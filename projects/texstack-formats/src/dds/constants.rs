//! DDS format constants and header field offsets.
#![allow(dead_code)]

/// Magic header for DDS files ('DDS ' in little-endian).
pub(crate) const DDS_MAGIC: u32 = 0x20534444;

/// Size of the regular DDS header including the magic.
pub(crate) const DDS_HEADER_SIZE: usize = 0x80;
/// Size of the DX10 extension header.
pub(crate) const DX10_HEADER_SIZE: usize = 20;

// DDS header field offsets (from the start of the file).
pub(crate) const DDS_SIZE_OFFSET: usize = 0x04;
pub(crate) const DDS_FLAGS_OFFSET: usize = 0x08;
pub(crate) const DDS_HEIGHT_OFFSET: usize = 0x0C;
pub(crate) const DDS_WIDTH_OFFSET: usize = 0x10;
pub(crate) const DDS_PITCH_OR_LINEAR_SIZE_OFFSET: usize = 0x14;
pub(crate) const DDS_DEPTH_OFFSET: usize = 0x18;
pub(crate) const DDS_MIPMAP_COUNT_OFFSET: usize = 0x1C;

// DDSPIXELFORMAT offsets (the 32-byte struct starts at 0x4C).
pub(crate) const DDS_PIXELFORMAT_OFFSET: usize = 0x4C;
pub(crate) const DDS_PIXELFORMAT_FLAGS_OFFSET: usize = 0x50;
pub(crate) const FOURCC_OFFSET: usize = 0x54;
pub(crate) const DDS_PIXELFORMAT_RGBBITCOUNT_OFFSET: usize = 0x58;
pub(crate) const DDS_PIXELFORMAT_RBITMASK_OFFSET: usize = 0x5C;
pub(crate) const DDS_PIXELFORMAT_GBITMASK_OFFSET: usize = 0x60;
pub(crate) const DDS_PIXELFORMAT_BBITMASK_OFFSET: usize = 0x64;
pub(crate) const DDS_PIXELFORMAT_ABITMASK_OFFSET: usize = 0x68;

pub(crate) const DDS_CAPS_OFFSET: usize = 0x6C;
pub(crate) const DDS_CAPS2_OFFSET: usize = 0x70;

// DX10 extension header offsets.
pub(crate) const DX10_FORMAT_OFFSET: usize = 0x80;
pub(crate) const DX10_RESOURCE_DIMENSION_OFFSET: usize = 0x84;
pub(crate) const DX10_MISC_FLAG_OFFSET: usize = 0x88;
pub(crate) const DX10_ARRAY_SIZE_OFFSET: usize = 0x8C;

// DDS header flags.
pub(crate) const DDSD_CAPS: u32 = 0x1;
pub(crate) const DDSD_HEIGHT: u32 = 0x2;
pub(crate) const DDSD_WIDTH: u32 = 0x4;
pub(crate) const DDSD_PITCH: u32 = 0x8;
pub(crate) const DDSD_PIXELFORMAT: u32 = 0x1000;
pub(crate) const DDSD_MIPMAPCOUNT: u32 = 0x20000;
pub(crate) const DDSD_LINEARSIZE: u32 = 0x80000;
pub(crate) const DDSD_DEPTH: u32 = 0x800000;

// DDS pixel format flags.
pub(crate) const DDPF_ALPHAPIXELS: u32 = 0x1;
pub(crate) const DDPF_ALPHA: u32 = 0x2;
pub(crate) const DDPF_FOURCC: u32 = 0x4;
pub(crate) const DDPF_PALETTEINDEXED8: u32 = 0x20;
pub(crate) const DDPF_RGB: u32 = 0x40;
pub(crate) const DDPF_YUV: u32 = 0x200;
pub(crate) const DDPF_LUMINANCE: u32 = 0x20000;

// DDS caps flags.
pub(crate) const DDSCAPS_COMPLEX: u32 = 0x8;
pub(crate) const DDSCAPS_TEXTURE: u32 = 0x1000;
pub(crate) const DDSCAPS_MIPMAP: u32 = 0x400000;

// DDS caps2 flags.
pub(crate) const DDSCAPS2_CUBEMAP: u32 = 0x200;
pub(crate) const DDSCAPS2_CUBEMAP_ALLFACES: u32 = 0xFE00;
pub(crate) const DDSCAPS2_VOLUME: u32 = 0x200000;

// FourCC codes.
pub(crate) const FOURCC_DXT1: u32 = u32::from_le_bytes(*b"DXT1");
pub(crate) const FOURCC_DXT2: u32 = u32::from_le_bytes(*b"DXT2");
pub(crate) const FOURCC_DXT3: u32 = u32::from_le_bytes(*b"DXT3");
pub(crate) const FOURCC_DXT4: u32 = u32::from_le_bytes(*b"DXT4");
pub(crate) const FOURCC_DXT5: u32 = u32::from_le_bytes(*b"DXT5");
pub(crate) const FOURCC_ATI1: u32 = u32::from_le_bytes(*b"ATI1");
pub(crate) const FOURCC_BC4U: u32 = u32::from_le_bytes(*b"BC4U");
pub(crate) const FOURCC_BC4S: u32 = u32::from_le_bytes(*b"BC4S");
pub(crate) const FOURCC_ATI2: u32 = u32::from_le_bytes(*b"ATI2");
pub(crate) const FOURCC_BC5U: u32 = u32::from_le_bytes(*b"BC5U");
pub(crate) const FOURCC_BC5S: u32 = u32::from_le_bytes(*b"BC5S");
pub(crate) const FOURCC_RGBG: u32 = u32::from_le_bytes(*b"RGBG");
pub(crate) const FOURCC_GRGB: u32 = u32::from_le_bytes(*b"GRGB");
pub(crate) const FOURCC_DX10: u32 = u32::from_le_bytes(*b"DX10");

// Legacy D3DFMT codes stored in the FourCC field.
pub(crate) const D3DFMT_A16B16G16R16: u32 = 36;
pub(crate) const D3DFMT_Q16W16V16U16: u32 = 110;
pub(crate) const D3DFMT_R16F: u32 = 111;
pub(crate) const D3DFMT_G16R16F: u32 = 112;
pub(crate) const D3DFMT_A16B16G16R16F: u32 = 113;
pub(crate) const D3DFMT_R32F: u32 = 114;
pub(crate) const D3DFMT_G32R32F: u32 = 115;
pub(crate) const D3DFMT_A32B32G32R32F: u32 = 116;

_ _ _ _ _

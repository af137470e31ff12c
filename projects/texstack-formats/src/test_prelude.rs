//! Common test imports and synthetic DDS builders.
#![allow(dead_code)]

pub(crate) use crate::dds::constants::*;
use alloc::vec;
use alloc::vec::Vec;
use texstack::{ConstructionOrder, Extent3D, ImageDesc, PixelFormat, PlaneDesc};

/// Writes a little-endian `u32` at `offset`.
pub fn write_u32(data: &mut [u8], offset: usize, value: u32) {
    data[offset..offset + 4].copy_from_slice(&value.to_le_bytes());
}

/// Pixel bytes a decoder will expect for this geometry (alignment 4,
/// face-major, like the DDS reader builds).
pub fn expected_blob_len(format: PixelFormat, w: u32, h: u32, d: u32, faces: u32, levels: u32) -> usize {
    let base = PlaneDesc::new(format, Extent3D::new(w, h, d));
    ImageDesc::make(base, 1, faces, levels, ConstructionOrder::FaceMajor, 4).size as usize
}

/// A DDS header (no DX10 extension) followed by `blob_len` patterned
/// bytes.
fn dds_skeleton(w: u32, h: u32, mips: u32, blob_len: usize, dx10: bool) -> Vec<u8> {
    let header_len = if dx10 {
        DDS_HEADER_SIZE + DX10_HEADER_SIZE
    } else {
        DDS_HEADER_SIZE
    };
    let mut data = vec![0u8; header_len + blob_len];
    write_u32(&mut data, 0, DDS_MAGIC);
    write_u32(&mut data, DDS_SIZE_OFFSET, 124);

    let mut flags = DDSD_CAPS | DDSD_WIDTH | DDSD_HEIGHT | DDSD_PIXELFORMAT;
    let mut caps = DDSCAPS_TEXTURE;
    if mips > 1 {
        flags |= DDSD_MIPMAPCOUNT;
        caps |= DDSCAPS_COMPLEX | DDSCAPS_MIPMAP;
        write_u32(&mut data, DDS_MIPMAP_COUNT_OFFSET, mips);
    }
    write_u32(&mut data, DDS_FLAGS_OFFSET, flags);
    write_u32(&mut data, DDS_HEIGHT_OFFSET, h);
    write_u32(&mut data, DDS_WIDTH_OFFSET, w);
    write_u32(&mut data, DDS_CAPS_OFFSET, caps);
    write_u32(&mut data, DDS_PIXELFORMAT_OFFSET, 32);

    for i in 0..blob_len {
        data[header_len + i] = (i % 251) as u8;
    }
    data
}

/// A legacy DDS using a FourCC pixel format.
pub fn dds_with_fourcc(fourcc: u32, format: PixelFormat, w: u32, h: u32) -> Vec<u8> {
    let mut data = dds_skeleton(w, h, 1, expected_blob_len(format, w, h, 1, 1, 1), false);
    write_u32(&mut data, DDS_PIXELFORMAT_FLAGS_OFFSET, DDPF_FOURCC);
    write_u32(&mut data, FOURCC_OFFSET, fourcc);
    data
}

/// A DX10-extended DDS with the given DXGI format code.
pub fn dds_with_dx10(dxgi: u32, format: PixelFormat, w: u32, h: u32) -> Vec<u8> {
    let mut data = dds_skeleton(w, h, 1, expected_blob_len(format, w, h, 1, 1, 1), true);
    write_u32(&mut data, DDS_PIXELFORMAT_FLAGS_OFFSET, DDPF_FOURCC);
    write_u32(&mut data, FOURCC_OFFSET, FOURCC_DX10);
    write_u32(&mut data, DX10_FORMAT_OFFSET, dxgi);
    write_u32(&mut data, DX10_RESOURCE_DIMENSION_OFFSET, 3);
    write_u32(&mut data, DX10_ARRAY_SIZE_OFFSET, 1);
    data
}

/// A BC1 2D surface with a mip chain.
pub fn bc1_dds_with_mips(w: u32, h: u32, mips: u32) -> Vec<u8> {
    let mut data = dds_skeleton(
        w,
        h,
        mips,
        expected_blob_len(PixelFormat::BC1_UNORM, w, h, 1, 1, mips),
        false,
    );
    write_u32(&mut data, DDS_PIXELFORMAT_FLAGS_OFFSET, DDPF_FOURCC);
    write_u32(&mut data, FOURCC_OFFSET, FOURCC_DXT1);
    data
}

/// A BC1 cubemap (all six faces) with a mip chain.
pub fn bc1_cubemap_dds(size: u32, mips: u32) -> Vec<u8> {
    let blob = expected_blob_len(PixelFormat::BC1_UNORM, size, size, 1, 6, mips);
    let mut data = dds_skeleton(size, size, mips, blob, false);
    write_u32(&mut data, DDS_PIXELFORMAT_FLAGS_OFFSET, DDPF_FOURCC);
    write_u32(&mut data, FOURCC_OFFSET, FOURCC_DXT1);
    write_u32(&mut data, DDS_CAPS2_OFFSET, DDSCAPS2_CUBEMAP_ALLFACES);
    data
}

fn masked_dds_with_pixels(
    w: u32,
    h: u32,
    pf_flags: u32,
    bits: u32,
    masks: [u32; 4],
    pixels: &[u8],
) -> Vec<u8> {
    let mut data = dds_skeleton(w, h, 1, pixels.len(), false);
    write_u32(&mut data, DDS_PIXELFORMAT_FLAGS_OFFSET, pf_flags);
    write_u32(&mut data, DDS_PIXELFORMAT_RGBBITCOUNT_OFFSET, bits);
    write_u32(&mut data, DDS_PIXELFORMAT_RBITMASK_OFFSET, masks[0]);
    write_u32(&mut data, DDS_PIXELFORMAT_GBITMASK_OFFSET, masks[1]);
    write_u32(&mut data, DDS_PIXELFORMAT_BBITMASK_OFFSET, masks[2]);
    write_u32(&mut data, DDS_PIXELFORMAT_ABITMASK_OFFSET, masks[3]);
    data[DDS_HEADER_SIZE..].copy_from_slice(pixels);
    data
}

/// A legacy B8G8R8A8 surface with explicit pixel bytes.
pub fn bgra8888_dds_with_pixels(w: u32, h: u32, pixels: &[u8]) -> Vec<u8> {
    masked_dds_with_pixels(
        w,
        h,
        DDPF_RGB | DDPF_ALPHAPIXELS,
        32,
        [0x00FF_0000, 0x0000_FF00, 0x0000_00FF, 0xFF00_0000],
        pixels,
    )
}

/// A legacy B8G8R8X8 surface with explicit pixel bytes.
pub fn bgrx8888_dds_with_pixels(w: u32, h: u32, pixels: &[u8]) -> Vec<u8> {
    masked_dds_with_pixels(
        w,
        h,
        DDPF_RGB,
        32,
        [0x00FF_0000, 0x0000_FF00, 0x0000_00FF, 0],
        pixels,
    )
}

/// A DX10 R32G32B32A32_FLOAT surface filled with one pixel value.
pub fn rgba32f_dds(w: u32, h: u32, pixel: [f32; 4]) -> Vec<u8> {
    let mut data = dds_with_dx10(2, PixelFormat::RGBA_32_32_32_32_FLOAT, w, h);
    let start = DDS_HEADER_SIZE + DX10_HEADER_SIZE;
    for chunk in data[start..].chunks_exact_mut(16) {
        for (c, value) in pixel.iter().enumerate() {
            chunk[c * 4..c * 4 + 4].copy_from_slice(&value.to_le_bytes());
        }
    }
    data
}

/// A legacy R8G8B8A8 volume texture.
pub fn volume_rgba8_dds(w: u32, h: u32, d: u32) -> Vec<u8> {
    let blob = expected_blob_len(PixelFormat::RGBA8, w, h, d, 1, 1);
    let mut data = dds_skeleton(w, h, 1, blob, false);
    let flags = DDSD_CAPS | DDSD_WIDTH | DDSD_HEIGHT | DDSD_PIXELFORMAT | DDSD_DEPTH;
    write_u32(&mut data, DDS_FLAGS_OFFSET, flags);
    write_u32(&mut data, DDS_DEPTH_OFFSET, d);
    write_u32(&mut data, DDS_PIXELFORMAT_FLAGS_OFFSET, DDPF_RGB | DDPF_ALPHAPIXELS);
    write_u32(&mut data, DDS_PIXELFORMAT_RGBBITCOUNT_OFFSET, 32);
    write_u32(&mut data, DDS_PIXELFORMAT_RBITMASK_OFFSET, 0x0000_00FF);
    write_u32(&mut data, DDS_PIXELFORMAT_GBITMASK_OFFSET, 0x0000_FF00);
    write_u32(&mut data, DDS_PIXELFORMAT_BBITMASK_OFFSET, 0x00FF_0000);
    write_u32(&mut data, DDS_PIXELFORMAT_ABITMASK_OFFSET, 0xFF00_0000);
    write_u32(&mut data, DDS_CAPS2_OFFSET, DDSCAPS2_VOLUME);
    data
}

_ _ _ _ _

◆ WHAT IS BEING ASKED
All that is wanted is the stretch of lines above from the one containing "let mut flags" through the one containing "write_u32(&mut data, DDS_HEIGHT_OFFSET, h);", duplicated exactly.

◆ SOLUTION TO THIS EXERCISE
    let mut flags = DDSD_CAPS | DDSD_WIDTH | DDSD_HEIGHT | DDSD_PIXELFORMAT;
    let mut caps = DDSCAPS_TEXTURE;
    if mips > 1 {
        flags |= DDSD_MIPMAPCOUNT;
        caps |= DDSCAPS_COMPLEX | DDSCAPS_MIPMAP;
        write_u32(&mut data, DDS_MIPMAP_COUNT_OFFSET, mips);
    }
    write_u32(&mut data, DDS_FLAGS_OFFSET, flags);
    write_u32(&mut data, DDS_HEIGHT_OFFSET, h);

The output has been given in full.